WORK INSTRUCTIONS
Across the data below, how many lines have the word "async" in them? Give the number and nothing else.

▬▬▬

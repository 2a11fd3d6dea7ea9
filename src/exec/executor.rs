// src/exec/executor.rs

//! The concurrent, dependency-ordered executor.

use std::collections::HashSet;
use std::fmt;
use std::sync::{Arc, Mutex, PoisonError};
use std::time::{Duration, Instant};

use tokio::sync::mpsc;
use tokio::task::JoinHandle;
use tracing::{debug, error, info, trace};

use crate::config::ExecutorConfig;
use crate::context::CancelContext;
use crate::dag::{BuildTarget, DependencyGraph, TargetState};
use crate::errors::{ExecuteError, TargetFailure, TargetReport};
use crate::exec::observer::{ExecutionObserver, TargetEvent};
use crate::exec::task_runner::run_target;
use crate::types::TargetName;

/// Tunables applied to every [`Executor::execute`] call.
#[derive(Debug, Clone, Copy, Default, PartialEq, Eq)]
pub struct ExecutorOptions {
    /// Deadline layered onto the caller's context for each execution.
    pub timeout: Option<Duration>,
}

impl From<&ExecutorConfig> for ExecutorOptions {
    fn from(cfg: &ExecutorConfig) -> Self {
        Self {
            timeout: cfg.timeout,
        }
    }
}

/// Walks a [`DependencyGraph`] concurrently.
///
/// One tokio task is spawned per target, lazily, once the first of its
/// dependencies settles (roots are spawned up front). The `started` set is
/// owned by this executor, so independent executors never interfere.
pub struct Executor {
    graph: Arc<DependencyGraph>,
    /// Names whose task has been launched. Claiming a name is a single
    /// insert under this lock.
    started: Arc<Mutex<HashSet<TargetName>>>,
    observer: Option<Arc<dyn ExecutionObserver>>,
    options: ExecutorOptions,
    /// Serializes `execute` calls on the same executor.
    run_lock: tokio::sync::Mutex<()>,
}

impl fmt::Debug for Executor {
    fn fmt(&self, f: &mut fmt::Formatter<'_>) -> fmt::Result {
        f.debug_struct("Executor")
            .field("graph", &self.graph)
            .field("options", &self.options)
            .field("has_observer", &self.observer.is_some())
            .finish_non_exhaustive()
    }
}

impl Executor {
    pub fn new(graph: DependencyGraph) -> Self {
        Self {
            graph: Arc::new(graph),
            started: Arc::new(Mutex::new(HashSet::new())),
            observer: None,
            options: ExecutorOptions::default(),
            run_lock: tokio::sync::Mutex::new(()),
        }
    }

    pub fn with_observer(mut self, observer: Arc<dyn ExecutionObserver>) -> Self {
        self.observer = Some(observer);
        self
    }

    pub fn with_options(mut self, options: ExecutorOptions) -> Self {
        self.options = options;
        self
    }

    pub fn graph(&self) -> &DependencyGraph {
        &self.graph
    }

    /// Run every target's action at most once, respecting dependencies.
    ///
    /// Blocks until every launched task has returned, then reports every
    /// target that did not succeed. Returns `Ok(())` only if all targets
    /// succeeded. Targets can only run once: calling this again launches
    /// nothing and reports the outcome already recorded.
    pub async fn execute(&self, ctx: &CancelContext) -> Result<(), ExecuteError> {
        let _guard = self.run_lock.lock().await;

        let ctx = match self.options.timeout {
            Some(timeout) => ctx.with_timeout(timeout),
            None => ctx.child(),
        };

        let started_at = Instant::now();
        let (handle_tx, mut handle_rx) = mpsc::unbounded_channel();
        let launcher = Launcher {
            graph: Arc::clone(&self.graph),
            started: Arc::clone(&self.started),
            observer: self.observer.clone(),
            ctx: ctx.clone(),
            handles: handle_tx,
        };

        info!(targets = self.graph.len(), "starting build execution");

        for root in self.graph.roots() {
            launcher.try_launch(root);
        }
        // Every task holds its own launcher; the channel closes once the last
        // task has returned and nothing else can be launched.
        drop(launcher);

        while let Some(handle) = handle_rx.recv().await {
            if let Err(err) = handle.await {
                error!(error = %err, "target task terminated abnormally");
            }
        }

        let failures = self.settle(&ctx);

        let total = self.graph.len();
        let skipped = failures.iter().filter(|r| !r.failure.action_ran()).count();
        info!(
            succeeded = total - failures.len(),
            failed = failures.len() - skipped,
            skipped,
            elapsed_ms = started_at.elapsed().as_millis() as u64,
            "build execution finished"
        );

        if failures.is_empty() {
            Ok(())
        } else {
            Err(ExecuteError::new(failures))
        }
    }

    /// Settle targets that were never launched and collect every failure.
    ///
    /// Every target reachable from a root is launched, so this only catches
    /// targets whose task never ran or exited early.
    ///
    /// Walks in insertion order, so a target's dependencies are always
    /// settled before the target itself.
    fn settle(&self, ctx: &CancelContext) -> Vec<TargetReport> {
        let mut failures = Vec::new();

        for target in self.graph.targets() {
            match target.state() {
                TargetState::Pending => {
                    let cause = never_launched_cause(target, ctx);
                    if target.mark_failed(cause.clone()) {
                        debug!(
                            target_name = %target.name(),
                            phase = %cause.phase(),
                            "target never launched"
                        );
                        self.notify(TargetEvent::Skipped {
                            target: target.name().to_string(),
                            cause,
                        });
                    }
                }
                TargetState::Running => {
                    error!(target_name = %target.name(), "target still running after its task exited");
                    if target.mark_failed(TargetFailure::Aborted) {
                        self.notify(TargetEvent::Skipped {
                            target: target.name().to_string(),
                            cause: TargetFailure::Aborted,
                        });
                    }
                }
                TargetState::Succeeded | TargetState::Failed => {}
            }

            if let Some(failure) = target.failure() {
                failures.push(TargetReport {
                    target: target.name().to_string(),
                    failure,
                });
            }
        }

        failures
    }

    fn notify(&self, event: TargetEvent) {
        if let Some(observer) = &self.observer {
            observer.on_event(&event);
        }
    }
}

fn never_launched_cause(target: &BuildTarget, ctx: &CancelContext) -> TargetFailure {
    if let Some(dep) = target
        .dependencies()
        .iter()
        .find(|d| d.state() == TargetState::Failed)
    {
        return TargetFailure::SkippedDueToDependencyFailure {
            dependency: dep.name().to_string(),
        };
    }
    if ctx.is_cancelled() {
        TargetFailure::Cancelled
    } else {
        TargetFailure::Aborted
    }
}

/// Per-execution handle shared by every target task.
///
/// Cloning is cheap; each clone keeps the join-handle channel open.
#[derive(Clone)]
pub(crate) struct Launcher {
    graph: Arc<DependencyGraph>,
    started: Arc<Mutex<HashSet<TargetName>>>,
    observer: Option<Arc<dyn ExecutionObserver>>,
    ctx: CancelContext,
    handles: mpsc::UnboundedSender<JoinHandle<()>>,
}

impl Launcher {
    pub(crate) fn graph(&self) -> &DependencyGraph {
        &self.graph
    }

    pub(crate) fn ctx(&self) -> &CancelContext {
        &self.ctx
    }

    /// Launch `target`'s task unless some caller already has.
    ///
    /// Returns `true` if this call won the claim.
    pub(crate) fn try_launch(&self, target: &Arc<BuildTarget>) -> bool {
        let claimed = self
            .started
            .lock()
            .unwrap_or_else(PoisonError::into_inner)
            .insert(target.name().to_string());

        if !claimed {
            trace!(target_name = %target.name(), "already launched; ignoring");
            return false;
        }

        debug!(target_name = %target.name(), "launching target task");
        let handle = tokio::spawn(run_target(self.clone(), Arc::clone(target)));
        if self.handles.send(handle).is_err() {
            // Receiver lives until every launcher is dropped, and `self` is one.
            error!(target_name = %target.name(), "execution already finished; task not tracked");
        }
        true
    }

    pub(crate) fn notify(&self, event: TargetEvent) {
        if let Some(observer) = &self.observer {
            observer.on_event(&event);
        }
    }
}
// src/exec/task_runner.rs

//! The per-target task: fan in, run the action, fan out.

use std::sync::Arc;
use std::time::Instant;

use anyhow::anyhow;
use tokio::task::JoinSet;
use tracing::{debug, error, info, warn};

use crate::context::CancelContext;
use crate::dag::{BuildTarget, Completion};
use crate::errors::{TargetFailure, WaitCancelled};
use crate::exec::executor::Launcher;
use crate::exec::observer::TargetEvent;

/// Drive a single target to a terminal state, then launch its dependents.
///
/// - Waits on every direct dependency concurrently. The first failed
///   dependency or a cancelled context settles this target as `Failed`
///   without running the action.
/// - Otherwise runs the action exactly once in its own tokio task, so a
///   panic becomes an ordinary failure.
/// - Dependents are launched whatever the outcome. After a failure they fan
///   in, see it, and settle as skipped, which in turn releases anything
///   waiting on them. The launcher's `started` set makes repeated attempts
///   harmless.
pub(crate) async fn run_target(launcher: Launcher, target: Arc<BuildTarget>) {
    settle_target(&launcher, &target).await;

    if !target.is_terminal() {
        return;
    }
    for dependent in launcher.graph().dependents(target.name()) {
        launcher.try_launch(dependent);
    }
}

async fn settle_target(launcher: &Launcher, target: &BuildTarget) {
    if let Err(cause) = await_dependencies(target, launcher.ctx()).await {
        skip(launcher, target, cause);
        return;
    }

    if launcher.ctx().is_cancelled() {
        skip(launcher, target, TargetFailure::Cancelled);
        return;
    }

    if let Err(err) = target.mark_running() {
        error!(target_name = %target.name(), error = %err, "refusing to start target");
        return;
    }

    let Some(action) = target.take_action() else {
        error!(target_name = %target.name(), "action already taken");
        skip(launcher, target, TargetFailure::Aborted);
        return;
    };

    launcher.notify(TargetEvent::Started {
        target: target.name().to_string(),
    });
    debug!(target_name = %target.name(), "running action");

    let began = Instant::now();
    let result = match tokio::spawn(action.into_future()).await {
        Ok(result) => result,
        Err(join_err) if join_err.is_panic() => Err(anyhow!("action panicked")),
        Err(join_err) => Err(anyhow!("action was aborted: {join_err}")),
    };
    let duration = began.elapsed();

    match result {
        Ok(()) => {
            if !target.mark_succeeded(duration) {
                return;
            }
            info!(
                target_name = %target.name(),
                duration_ms = duration.as_millis() as u64,
                "target succeeded"
            );
            launcher.notify(TargetEvent::Succeeded {
                target: target.name().to_string(),
                duration,
            });
        }
        Err(err) => {
            warn!(
                target_name = %target.name(),
                duration_ms = duration.as_millis() as u64,
                error = %format!("{err:#}"),
                "target action failed"
            );
            let failure = TargetFailure::action_failed(err, duration);
            if target.mark_failed(failure.clone()) {
                launcher.notify(TargetEvent::Failed {
                    target: target.name().to_string(),
                    duration,
                    error: failure,
                });
            }
        }
    }
}

fn skip(launcher: &Launcher, target: &BuildTarget, cause: TargetFailure) {
    debug!(
        target_name = %target.name(),
        phase = %cause.phase(),
        cause = %cause,
        "not running action"
    );
    if target.mark_failed(cause.clone()) {
        launcher.notify(TargetEvent::Skipped {
            target: target.name().to_string(),
            cause,
        });
    }
}

/// Fan in on every direct dependency.
///
/// Returns as soon as one dependency fails or the wait is cancelled; the
/// remaining waits are dropped.
async fn await_dependencies(target: &BuildTarget, ctx: &CancelContext) -> Result<(), TargetFailure> {
    match target.dependencies() {
        [] => Ok(()),
        [only] => check_dependency(only.name(), only.wait(ctx).await),
        deps => {
            let mut waits = JoinSet::new();
            for dep in deps {
                let dep = Arc::clone(dep);
                let ctx = ctx.clone();
                waits.spawn(async move {
                    let outcome = dep.wait(&ctx).await;
                    (dep, outcome)
                });
            }

            while let Some(joined) = waits.join_next().await {
                let (dep, outcome) = joined.map_err(|_| TargetFailure::Aborted)?;
                check_dependency(dep.name(), outcome)?;
            }
            Ok(())
        }
    }
}

fn check_dependency(
    dependency: &str,
    outcome: Result<Completion, WaitCancelled>,
) -> Result<(), TargetFailure> {
    match outcome {
        Ok(Completion::Succeeded) => Ok(()),
        Ok(Completion::Failed(_)) => Err(TargetFailure::SkippedDueToDependencyFailure {
            dependency: dependency.to_string(),
        }),
        Err(WaitCancelled) => Err(TargetFailure::Cancelled),
    }
}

▬▬▬

RESPONSE TO THIS EXERCISE
5